Terms used in the legal provision providing for CHPs
A perusal of Section 32(1) of the NMC Act brings to notice the usage of the phrase, ‘may grant limited license to practice medicine’. The definition of ‘medicine’ under the NMC Act has a wide ambit and includes approximately the entire scope of medical practice and thus, introduction of such a term in the scope of work of a CHP could be highly misleading and confusing. Without a well-defined and strict scope, CHPs could harm the healthcare mechanism of the country as under-qualified medical personnel would end up practicing in place of qualified medical practitioners, thus leading to quacks dominating the medical profession. We must also note that it was terms such as ‘modern medicine’ and ‘surgery’, which caused discomfort to the IMA against the diploma course introduced in Chhattisgarh, causing subsequent legal battles between the IMA and the State Government. Eventually, as a result of the legal battles, the State Government was forced to revise the name of the diploma course.
Practicability of restrictions as given under Section 32(3) of NMC Act
Section 32(3) of the NMC Act provides that though a CHP can practice independently in primary and preventive healthcare, he may prescribe medicine under other circumstances only under the supervision of a medical practitioner registered under Section 31(1) of the NMC Act.
Though the said provision is provided by law on paper, the implementation of the same is difficult. A report on the RMAs in Chhattisgarh notes that in practice, in many cases, especially in remote areas, the RMAs had to function independently as no medical officers would join them.
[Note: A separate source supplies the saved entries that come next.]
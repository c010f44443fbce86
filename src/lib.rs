//! Art: a parser-combinator engine and resolver for the Art declarative
//! drawing language.
//!
//! The crate is two stages. The [`parser`] module is a generic, reusable
//! combinator library: a stateful parsing monad with positional error
//! reporting, usable independently of Art. The [`syntax`] and [`runtime`]
//! modules build on it: the Art grammar produces a tagged AST, and the
//! resolver walks that tree — lexical scoping, closure-style mappers,
//! attribute inheritance — into renderer-agnostic scene nodes.
//!
//! Rendering itself is a capability the caller supplies (the [`Renderer`]
//! trait); the engine never inspects rendered elements, it only threads
//! them through block lists.
//!
//! ```
//! use art::{execute, Renderer, SceneNode};
//!
//! struct Count(usize);
//! impl Renderer for Count {
//!     type Element = ();
//!     fn render(&mut self, _node: SceneNode<()>) {
//!         self.0 += 1;
//!     }
//! }
//!
//! let mut renderer = Count(0);
//! let rendered = execute("draw circle(r: 5)", &mut renderer).unwrap();
//! assert_eq!(rendered.len(), 1);
//! assert_eq!(renderer.0, 1);
//! ```

pub mod diagnostics;
pub mod engine;
pub mod parser;
pub mod runtime;
pub mod syntax;

pub use diagnostics::{ArtError, ErrorContext, ErrorType, Span};
pub use engine::{execute, interpret, parse};
pub use parser::{ParseError, ParseFailure, ParseState, ParseSuccess, Parser};
pub use runtime::{Renderer, SceneNode, Value};
pub use syntax::{AstNode, BinOp, Expr, WithSpan};
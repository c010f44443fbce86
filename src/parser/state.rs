//! Parse state and the pure update primitives threaded through every
//! parsing step.
//!
//! The success/error duality of a parse step is encoded in the type system:
//! a step returns `Ok((state, result))` or `Err(Failure { error, state })`,
//! so a state is never simultaneously carrying a meaningful result and a
//! meaningful error. Every primitive here consumes a state and produces a
//! new one; nothing is mutated in place across combinator boundaries.

use std::sync::Arc;

/// The value threaded through every parsing step: the immutable input
/// buffer, the cursor offset into it, and an arbitrary caller-supplied
/// side-channel payload.
#[derive(Debug, Clone)]
pub struct ParseState<S> {
    target: Arc<str>,
    /// Byte offset of the cursor. Monotonic non-decreasing across a
    /// successful step; rewound only by explicit backtracking combinators.
    pub index: usize,
    /// Side-channel data, independent of parse progress.
    pub data: S,
}

impl<S> ParseState<S> {
    pub fn new(target: impl Into<Arc<str>>, data: S) -> Self {
        Self {
            target: target.into(),
            index: 0,
            data,
        }
    }

    /// The full input buffer.
    pub fn target(&self) -> &str {
        &self.target
    }

    /// The unconsumed input from the cursor onward.
    pub fn remaining(&self) -> &str {
        &self.target[self.index..]
    }

    pub fn at_end(&self) -> bool {
        self.index >= self.target.len()
    }

    /// The character at the cursor, if any.
    pub fn current_char(&self) -> Option<char> {
        self.remaining().chars().next()
    }

    /// Advances the cursor by `n` bytes. Callers advance by whole
    /// characters, so the cursor stays on a char boundary.
    pub fn advance(mut self, n: usize) -> Self {
        self.index += n;
        self
    }

    pub fn with_index(mut self, index: usize) -> Self {
        self.index = index;
        self
    }

    /// Replaces the side-channel payload, possibly changing its type.
    pub fn with_data<T>(self, data: T) -> ParseState<T> {
        ParseState {
            target: self.target,
            index: self.index,
            data,
        }
    }

    pub fn map_data<T>(self, f: impl FnOnce(S) -> T) -> ParseState<T> {
        ParseState {
            target: self.target,
            index: self.index,
            data: f(self.data),
        }
    }
}

/// A failed parse step: the error payload plus the state at the point of
/// failure. Atomic matchers fail with the cursor where they started;
/// composite parsers propagate the failure of the element that failed, so
/// the state's index records how far the attempt got (which is what the
/// `choice` furthest-progress tie-break compares).
#[derive(Debug, Clone)]
pub struct Failure<E, S> {
    pub error: E,
    pub state: ParseState<S>,
}

impl<E, S> Failure<E, S> {
    pub fn new(error: E, state: ParseState<S>) -> Self {
        Self { error, state }
    }
}

/// The outcome of applying a parser to a state.
pub type Step<A, S, E> = Result<(ParseState<S>, A), Failure<E, S>>;

/// The public result of a successful top-level parse.
#[derive(Debug, Clone, PartialEq)]
pub struct ParseSuccess<A, S> {
    pub result: A,
    /// Final cursor position.
    pub index: usize,
    pub data: S,
}

/// The public result of a failed top-level parse. `data` is the side-channel
/// payload as it stood at the failure, threaded through regardless of
/// outcome.
#[derive(Debug, Clone, PartialEq)]
pub struct ParseFailure<E, S> {
    pub error: E,
    /// Cursor position the failing attempt reached.
    pub index: usize,
    pub data: S,
}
Thus, though programs like CHPs help to fill in the deficit of medical professionals in the country, there is a strong possibility of the same causing dilution in the medical practice if it is not heavily regulated.
 Article 32(3) of NMC Act.
 Ibid; Hart JT. The inverse care law. Lancet 1971; 1 (7696): 405 412.
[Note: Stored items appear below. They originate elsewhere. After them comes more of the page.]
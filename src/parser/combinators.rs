//! The combinator library: matchers, sequencing, alternation, repetition,
//! and control-flow operators built on the [`Parser`] core.
//!
//! Backtracking combinators (`choice`, `possibly`, `many`, `sep_by`,
//! `look_ahead`) hand each attempt a clone of the starting state, so a
//! failed attempt consumes nothing. That no-progress-on-failure guarantee is
//! what makes repetition terminate: `many` and `sep_by` must never be given
//! an element parser that can succeed without consuming input, which would
//! be a construction-time contract violation (the repetition would spin on
//! one position forever).
//!
//! Most combinators stay generic over the error payload `E`. The ones that
//! fabricate their own errors (`many1`, `sep_by1`, `anything_except`,
//! `everything_until`, `end_of_input`, and the built-in matchers) produce
//! [`ParseError`].

use std::collections::HashMap;

use regex::Regex;

use super::state::Failure;
use super::{ParseError, Parser};

// ---------------------------------------------------------------------------
// Matchers
// ---------------------------------------------------------------------------

/// Consumes exactly one character satisfying `pred`.
pub fn satisfy<S: 'static>(
    expected: impl Into<String>,
    pred: impl Fn(char) -> bool + Send + Sync + 'static,
) -> Parser<char, S> {
    let expected = expected.into();
    Parser::new(move |state| match state.current_char() {
        Some(c) if pred(c) => Ok((state.advance(c.len_utf8()), c)),
        Some(c) => Err(Failure::new(
            ParseError::expected(expected.clone(), c.to_string()),
            state,
        )),
        None => Err(Failure::new(
            ParseError::unexpected_end(expected.clone()),
            state,
        )),
    })
}

/// Consumes exactly the character `expected`.
pub fn character<S: 'static>(expected: char) -> Parser<char, S> {
    satisfy(format!("character '{expected}'"), move |c| c == expected)
}

/// Consumes exactly the string `expected`.
pub fn literal<S: 'static>(expected: &'static str) -> Parser<&'static str, S> {
    assert!(
        !expected.is_empty(),
        "literal must be called with a non-empty string"
    );
    Parser::new(move |state| {
        if state.at_end() {
            return Err(Failure::new(
                ParseError::unexpected_end(format!("string '{expected}'")),
                state,
            ));
        }
        if state.remaining().starts_with(expected) {
            Ok((state.advance(expected.len()), expected))
        } else {
            let found: String = state
                .remaining()
                .chars()
                .take(expected.chars().count())
                .collect();
            Err(Failure::new(
                ParseError::expected(format!("string '{expected}'"), found),
                state,
            ))
        }
    })
}

/// Matches an anchored pattern against the remaining input, consuming the
/// match. The pattern must be anchored to the current position with `^`;
/// anything else is a construction-time usage error and panics.
pub fn regex_match<S: 'static>(pattern: &str) -> Parser<String, S> {
    assert!(
        pattern.starts_with('^'),
        "regex parsers must be anchored with a leading '^', got {pattern:?}"
    );
    let re = Regex::new(pattern).unwrap_or_else(|e| panic!("invalid regex {pattern:?}: {e}"));
    Parser::new(move |state| {
        if state.at_end() {
            return Err(Failure::new(
                ParseError::unexpected_end(format!("input matching '{re}'")),
                state,
            ));
        }
        let hit = re
            .find(state.remaining())
            .map(|m| (m.end(), m.as_str().to_owned()));
        match hit {
            Some((end, text)) => Ok((state.advance(end), text)),
            None => {
                let found: String = state.remaining().chars().take(8).collect();
                Err(Failure::new(
                    ParseError::expected(format!("input matching '{re}'"), found),
                    state,
                ))
            }
        }
    })
}

pub fn digit<S: 'static>() -> Parser<char, S> {
    satisfy("digit", |c| c.is_ascii_digit())
}

pub fn digits<S: Clone + 'static>() -> Parser<String, S> {
    many1(digit())
        .map(|cs| cs.into_iter().collect())
        .error_map(|_, _, _| ParseError::Message("expected digits".to_string()))
}

pub fn letter<S: 'static>() -> Parser<char, S> {
    satisfy("letter", |c| c.is_ascii_alphabetic())
}

pub fn letters<S: Clone + 'static>() -> Parser<String, S> {
    many1(letter())
        .map(|cs| cs.into_iter().collect())
        .error_map(|_, _, _| ParseError::Message("expected letters".to_string()))
}

/// Consumes one character contained in `chars`.
pub fn any_of_string<S: 'static>(chars: &'static str) -> Parser<char, S> {
    satisfy(format!("any of \"{chars}\""), move |c| chars.contains(c))
}

pub fn whitespace<S: Clone + 'static>() -> Parser<String, S> {
    many1(any_of_string(" \n\t\r"))
        .map(|cs| cs.into_iter().collect())
        .error_map(|_, _, _| ParseError::Message("expected whitespace".to_string()))
}

pub fn optional_whitespace<S: Clone + 'static>() -> Parser<String, S> {
    many(any_of_string(" \n\t\r")).map(|cs| cs.into_iter().collect())
}

// ---------------------------------------------------------------------------
// Sequencing and alternation
// ---------------------------------------------------------------------------

/// Runs the parsers in order against a single advancing cursor. Fails at the
/// first failing element, propagating that failure's state.
pub fn sequence_of<A, S, E>(parsers: Vec<Parser<A, S, E>>) -> Parser<Vec<A>, S, E>
where
    A: 'static,
    S: 'static,
    E: 'static,
{
    Parser::new(move |state| {
        let mut results = Vec::with_capacity(parsers.len());
        let mut state = state;
        for parser in &parsers {
            let (next, value) = parser.apply(state)?;
            state = next;
            results.push(value);
        }
        Ok((state, results))
    })
}

/// Like [`sequence_of`], but returns a mapping from the supplied labels to
/// the per-element results.
pub fn named_sequence_of<A, S, E>(
    parsers: Vec<(&'static str, Parser<A, S, E>)>,
) -> Parser<HashMap<&'static str, A>, S, E>
where
    A: 'static,
    S: 'static,
    E: 'static,
{
    Parser::new(move |state| {
        let mut results = HashMap::with_capacity(parsers.len());
        let mut state = state;
        for (label, parser) in &parsers {
            let (next, value) = parser.apply(state)?;
            state = next;
            results.insert(*label, value);
        }
        Ok((state, results))
    })
}

/// Tries the parsers in listed order against the same starting state,
/// returning the first success. On total failure, returns the failure whose
/// cursor got furthest (the first-listed wins ties), approximating the most
/// informative error.
pub fn choice<A, S, E>(parsers: Vec<Parser<A, S, E>>) -> Parser<A, S, E>
where
    A: 'static,
    S: Clone + 'static,
    E: 'static,
{
    assert!(!parsers.is_empty(), "choice requires at least one alternative");
    Parser::new(move |state| {
        let mut best: Option<Failure<E, S>> = None;
        for parser in &parsers {
            match parser.apply(state.clone()) {
                Ok(ok) => return Ok(ok),
                Err(failure) => {
                    if best
                        .as_ref()
                        .map_or(true, |b| failure.state.index > b.state.index)
                    {
                        best = Some(failure);
                    }
                }
            }
        }
        Err(best.expect("choice has at least one alternative"))
    })
}

// ---------------------------------------------------------------------------
// Repetition
// ---------------------------------------------------------------------------

/// Repeats `parser` until it fails or the cursor reaches end of input.
/// Always succeeds; the failing final attempt is discarded and leaves the
/// returned state untouched.
pub fn many<A, S, E>(parser: Parser<A, S, E>) -> Parser<Vec<A>, S, E>
where
    A: 'static,
    S: Clone + 'static,
    E: 'static,
{
    Parser::new(move |state| {
        let mut results = Vec::new();
        let mut state = state;
        loop {
            match parser.apply(state.clone()) {
                Ok((next, value)) => {
                    state = next;
                    results.push(value);
                    if state.at_end() {
                        break;
                    }
                }
                Err(_) => break,
            }
        }
        Ok((state, results))
    })
}

/// Like [`many`], but fails if zero elements were collected.
pub fn many1<A, S>(parser: Parser<A, S>) -> Parser<Vec<A>, S>
where
    A: 'static,
    S: Clone + 'static,
{
    let inner = many(parser);
    Parser::new(move |state| {
        let (state, results) = inner.apply(state)?;
        if results.is_empty() {
            Err(Failure::new(
                ParseError::ExpectedAtLeastOne {
                    combinator: "many1",
                },
                state,
            ))
        } else {
            Ok((state, results))
        }
    })
}

/// Alternates `value` and `separator`. A value failure with zero results so
/// far succeeds with an empty list at the original position; a value failure
/// after one or more results propagates as an error — partial progress is an
/// error, not a silently truncated list.
pub fn sep_by<A, B, S, E>(separator: Parser<B, S, E>, value: Parser<A, S, E>) -> Parser<Vec<A>, S, E>
where
    A: 'static,
    B: 'static,
    S: Clone + 'static,
    E: 'static,
{
    Parser::new(move |state| {
        let original = state.clone();
        let mut results = Vec::new();
        let mut state = state;
        loop {
            match value.apply(state.clone()) {
                Err(failure) => {
                    if results.is_empty() {
                        return Ok((original, results));
                    }
                    return Err(failure);
                }
                Ok((after_value, v)) => {
                    results.push(v);
                    match separator.apply(after_value.clone()) {
                        Err(_) => return Ok((after_value, results)),
                        Ok((after_separator, _)) => state = after_separator,
                    }
                }
            }
        }
    })
}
 It is to be noted that though the states of Maharashtra and Karnataka conceptualized courses which provided for diplomas for roles akin to CHPs the same could not be implemented. The State of West Bengal though had implemented such a diploma course. The notification had been published in Calcutta Gazette, Extraordinary, Part 1, No. 787, dated October 15, 1980.
 2014 SCC ONLINE GAU 605.
 https://www.thehindu.com/news/national/andhra-pradesh/doctors-up-in-arms-against-nmc-bill/article28776477.ece; https://www.news18.com/news/india/doctors-unhappy-with-nmc-bill-say-new-law-only-complicates-regulating-medical-education-2246273.html ; https://ehealth.eletsonline.com/2019/07/ima-opposing-national-medical-commission-bill/.
 Under Section 2(j) of the NMC Act, ‘medicine’ means modern scientific medicine in all its branches and includes surgery and obstetrics, but does not include veterinary medicine and surgery.